RE: The Numbers Table – SQLServerCentral

SSC Guru

Points: 442467

November 27, 2008 at 9:58 am

jacroberts (11/27/2008)
timothyawiseman (11/27/2008)
jacroberts (11/25/2008)
timothyawiseman (11/24/2008)[hr
>>The problem is that your example did not show a case where efficiency is not a concern.
>>But, in your example you say there is no need to worry about the efficiency of a query that runs with no user waiting, but I disagree.
If you had read to the end of the sentence I wrote you would have seen that efficiency is not a concern in this example. So I repeat:
If you have a daily report that is run in batch, with no user waiting at the end of a button for the result, it doesn't matter if the SQL takes 3.2 seconds instead of 3.1 seconds to run.
Yes, I know what you said, but I respectfully disagree.
Once again, at that point in time, the developer-time required to optimize it may simply be a higher price than it is worth, but it will always matter how long it takes to run.
When I was newer to programming, I thought there were times when it would never matter, so I often didn't worry about it. Then the datasets would grow and small inefficiencies would become magnified until they mattered a great deal.
And just because its normally a nightly report that runs when no one is around, as the company grows you may find that time when no one is around begins to shrink quickly. Also, there may be times when management decides they need a refresh with the latest data in the middle of the day.
I have written procedures meant to run in the middle of the night only, but then later had someone rushing up saying they needed it produced now (in my case, it was mostly copying data from production to a reporting server).
And even if you genuinely know for whatever reason that the length of time that the procedure takes to run will actually never matter, remember that humans are creatures of habit.
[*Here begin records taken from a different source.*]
//! HTTP client for the dashboard backend.
//!
//! Wraps every endpoint the client consumes: liveness, bot status and
//! actions, the jobs fallback fetch, mark-as-read, and the SSE stream
//! handshake. Every call is time-bounded; a timed-out request future is
//! dropped, abandoning the in-flight request so a late response can
//! never be observed.

use super::stream::JobStream;
use crate::config::defaults::{BOT_ACTION_TIMEOUT_SECS, HTTP_CONNECT_TIMEOUT_SECS};
use crate::types::{BotAction, BotState, JobRecord, ServerEpoch};
use serde::de::DeserializeOwned;
use serde::Deserialize;
use std::time::Duration;

// ============================================================================
// Errors
// ============================================================================

/// Backend API errors, classified per the client's failure taxonomy.
#[derive(Debug, thiserror::Error)]
pub enum ApiError {
    #[error("HTTP error: {0}")]
    Http(#[from] reqwest::Error),
    #[error("request timed out after {0:?}")]
    Timeout(Duration),
    #[error("server returned status {0}")]
    Server(reqwest::StatusCode),
    #[error("authentication rejected (status {0})")]
    Auth(reqwest::StatusCode),
    #[error("malformed payload: {0}")]
    Protocol(String),
}

/// Coarse failure classes driving component behaviour.
#[derive(Debug, Clone, Copy, PartialEq, Eq)]
pub enum ErrorClass {
    /// Network/timeout/5xx: recoverable, drives backoff, never a UI alert
    Connectivity,
    /// 401-class: terminal for the cycle, not retried
    Auth,
    /// Undecodable payload: dropped, never crashes a component
    Protocol,
}

impl ApiError {
    /// Classify this error for retry/backoff decisions. Anything that is
    /// not an auth rejection or a broken payload is treated as a
    /// connectivity problem and retried.
    pub fn class(&self) -> ErrorClass {
        match self {
            Self::Auth(_) => ErrorClass::Auth,
            Self::Protocol(_) => ErrorClass::Protocol,
            Self::Http(_) | Self::Timeout(_) | Self::Server(_) => ErrorClass::Connectivity,
        }
    }

    pub fn is_auth(&self) -> bool {
        self.class() == ErrorClass::Auth
    }
}

// ============================================================================
// Response Shapes
// ============================================================================

/// `GET /health` response.
#[derive(Debug, Clone, Deserialize)]
pub struct HealthResponse {
    #[serde(default)]
    pub status: String,
    pub server_start_time: ServerEpoch,
    #[serde(default)]
    pub uptime: u64,
}

/// `POST /api/bot/{action}` response.
#[derive(Debug, Clone, Deserialize)]
pub struct ActionResponse {
    pub success: bool,
    #[serde(default)]
    pub message: Option<String>,
}

#[derive(Debug, Deserialize)]
struct JobsResponse {
    #[serde(default)]
    jobs: Vec<JobRecord>,
}

#[derive(Debug, Deserialize)]
struct VerifyResponse {
    #[serde(default)]
    valid: bool,
}

// ============================================================================
// Client
// ============================================================================

/// HTTP client for the dashboard backend.
#[derive(Clone)]
pub struct ApiClient {
    http: reqwest::Client,
    base_url: String,
}

impl ApiClient {
    /// Create a new client for the given base URL.
    pub fn new(base_url: &str) -> Result<Self, ApiError> {
        let http = reqwest::Client::builder()
            .connect_timeout(Duration::from_secs(HTTP_CONNECT_TIMEOUT_SECS))
            .build()?;

        Ok(Self {
            http,
            base_url: base_url.trim_end_matches('/').to_string(),
        })
    }

    /// Base URL for logging.
    pub fn base_url(&self) -> &str {
        &self.base_url
    }

    /// `GET /health`: liveness check, no auth. Returns the server epoch
    /// used for restart detection.
    pub async fn health(&self, timeout: Duration) -> Result<HealthResponse, ApiError> {
        let url = format!("{}/health", self.base_url);
        self.get_json(&url, None, timeout).await
    }

    /// `GET /api/auth/verify`: check whether a stored token is still
    /// accepted. An auth rejection is the answer, not an error.
    pub async fn verify_token(&self, token: &str, timeout: Duration) -> Result<bool, ApiError> {
        let url = format!("{}/api/auth/verify", self.base_url);
        match self
            .get_json::<VerifyResponse>(&url, Some(token), timeout)
            .await
        {
            Ok(resp) => Ok(resp.valid),
            Err(e) if e.is_auth() => Ok(false),
            Err(e) => Err(e),
        }
    }

    /// `GET /api/bot/status`: authoritative bot state.
    pub async fn bot_status(&self, token: &str, timeout: Duration) -> Result<BotState, ApiError> {
        let url = format!("{}/api/bot/status", self.base_url);
        self.get_json(&url, Some(token), timeout).await
    }

    /// `POST /api/bot/{start|stop|pause|resume}`.
    pub async fn bot_action(
        &self,
        token: &str,
        action: BotAction,
    ) -> Result<ActionResponse, ApiError> {
        let url = format!("{}/api/bot/{}", self.base_url, action.path_segment());
        let timeout = Duration::from_secs(BOT_ACTION_TIMEOUT_SECS);

        let request = self
            .http
            .post(&url)
            .header("Authorization", format!("Bearer {token}"));

        let response = bounded(timeout, request.send()).await??;
        let status = response.status();
        if status == reqwest::StatusCode::UNAUTHORIZED || status == reqwest::StatusCode::FORBIDDEN {
            return Err(ApiError::Auth(status));
        }
        // Action failures come back as 200 + {success: false} or as an
        // error status; decode whichever body is present.
        let body = bounded(timeout, response.bytes()).await??;
        serde_json::from_slice(&body).map_err(|e| {
            if status.is_success() {
                ApiError::Protocol(e.to_string())
            } else {
                ApiError::Server(status)
            }
        })
    }

    /// `GET /api/jobs`: polling fallback, equivalent to a snapshot event.
    pub async fn jobs(&self, token: &str, timeout: Duration) -> Result<Vec<JobRecord>, ApiError> {
        let url = format!("{}/api/jobs", self.base_url);
        let resp: JobsResponse = self.get_json(&url, Some(token), timeout).await?;
        Ok(resp.jobs)
    }

    /// `POST /api/jobs/{id}/mark-read`: persist a read flag server-side.
    pub async fn mark_job_read(&self, token: &str, job_id: &str) -> Result<(), ApiError> {
        let url = format!("{}/api/jobs/{}/mark-read", self.base_url, job_id);
        let timeout = Duration::from_secs(BOT_ACTION_TIMEOUT_SECS);

        let request = self
            .http
            .post(&url)
            .header("Authorization", format!("Bearer {token}"));

        let response = bounded(timeout, request.send()).await??;
        let status = response.status();
        if status == reqwest::StatusCode::UNAUTHORIZED || status == reqwest::StatusCode::FORBIDDEN {
            return Err(ApiError::Auth(status));
        }
        if !status.is_success() {
            return Err(ApiError::Server(status));
        }
        Ok(())
    }

    /// Open the SSE job stream. The stream endpoint authenticates via a
    /// query token because `EventSource` cannot send headers; the same
    /// convention is kept here.
    pub async fn open_job_stream(
        &self,
        token: &str,
        connect_timeout: Duration,
    ) -> Result<JobStream, ApiError> {
        let url = format!("{}/api/jobs/stream", self.base_url);
        let request = self.http.get(&url).query(&[("token", token)]);

        let response = bounded(connect_timeout, request.send()).await??;
        let status = response.status();
        if status == reqwest::StatusCode::UNAUTHORIZED || status == reqwest::StatusCode::FORBIDDEN {
            return Err(ApiError::Auth(status));
        }
        if !status.is_success() {
            return Err(ApiError::Server(status));
        }

        Ok(JobStream::from_response(response))
    }

    /// Shared GET-and-decode path. Status is checked before the body is
    /// decoded so auth failures classify correctly even when the error
    /// body is not JSON.
    async fn get_json<T: DeserializeOwned>(
        &self,
        url: &str,
        token: Option<&str>,
        timeout: Duration,
    ) -> Result<T, ApiError> {
        let mut request = self.http.get(url);
        if let Some(token) = token {
            request = request.header("Authorization", format!("Bearer {token}"));
        }

        let response = bounded(timeout, request.send()).await??;
        let status = response.status();
        if status == reqwest::StatusCode::UNAUTHORIZED || status == reqwest::StatusCode::FORBIDDEN {
            return Err(ApiError::Auth(status));
        }
        if !status.is_success() {
            return Err(ApiError::Server(status));
        }

        let body = bounded(timeout, response.bytes()).await??;
        serde_json::from_slice(&body).map_err(|e| ApiError::Protocol(e.to_string()))
    }
}

/// Bound a future with a timeout, mapping elapse to [`ApiError::Timeout`].
async fn bounded<F, T>(timeout: Duration, fut: F) -> Result<T, ApiError>
where
    F: std::future::Future<Output = T>,
{
    tokio::time::timeout(timeout, fut)
        .await
        .map_err(|_| ApiError::Timeout(timeout))
}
If a programmer is in the habit of writing efficient code, they will do it even when they are not trying to, but if they are not they may find it a very hard thing to do even when they have to.
There are times when other concerns, such as developer-time or robustness with more validation and error correction, outweigh and override the drive for efficiency, but I believe that it is always a concern.
Ok, I have recently written some code that uses an RBAR TVF to increase the efficiency and speed of a query.
Here's my example:
We had a table of dates on the system called RefDates that reports use in their SQL. The table RefDates contained every day in a 5 year period or approximately 2,000 rows. We had another table of events that had to be reported against; approximately 1 event was generated every minute. The report was generated for a period of 1 month (31 days max). The query was very slow as there were a lot of rows in the RefDates lookup table.
A typical report had the following line:
RIGHT JOIN RefDates C
ON B.Date = C.Date
WHERE C.Date >= @StartDateTime
AND C.Date < @EndDateTime
Instead I put a RBAR table valued function:
CREATE FUNCTION [dbo].[GenRefDates]
(
@StartDate datetime,
@EndDate datetime
)
RETURNS @table TABLE (Date datetime)
AS BEGIN
DECLARE @tmpDate datetime
SET @tmpDate = Convert(varchar, @StartDate, 112)
SET @EndDate = Convert(varchar, @EndDate, 112)
WHILE @tmpDate <= @EndDate
BEGIN
INSERT INTO @table VALUES (@tmpDate)
SET @tmpDate = DateAdd(dd, 1, @tmpDate)
END
RETURN
END
The query was then changed to:
RIGHT JOIN GenRefDates(@StartDateTime, @EndDateTime) C
ON B.Date = C.Date
This changed the run time of the query from about a minute to a few seconds. So this shows that a RBAR table valued function can be much more efficient than using a lookup ref table. BTW the time taken to generate the TVF with 31 days is a few micro seconds and is totally insignificant compared to the rest of the query.
So there is an example where an RBAR TVF is much more efficient than a lookup table.

This is true, for a small number of rows. Your RBAR TVF will become ineffecient should requirements change and the number of rows it has to generate becomes quite large. This is what we all have been talking about in this thread. Try it, see how long your RBAR TVF takes to generate 10,000 rows versus the same function written in a set-based manner.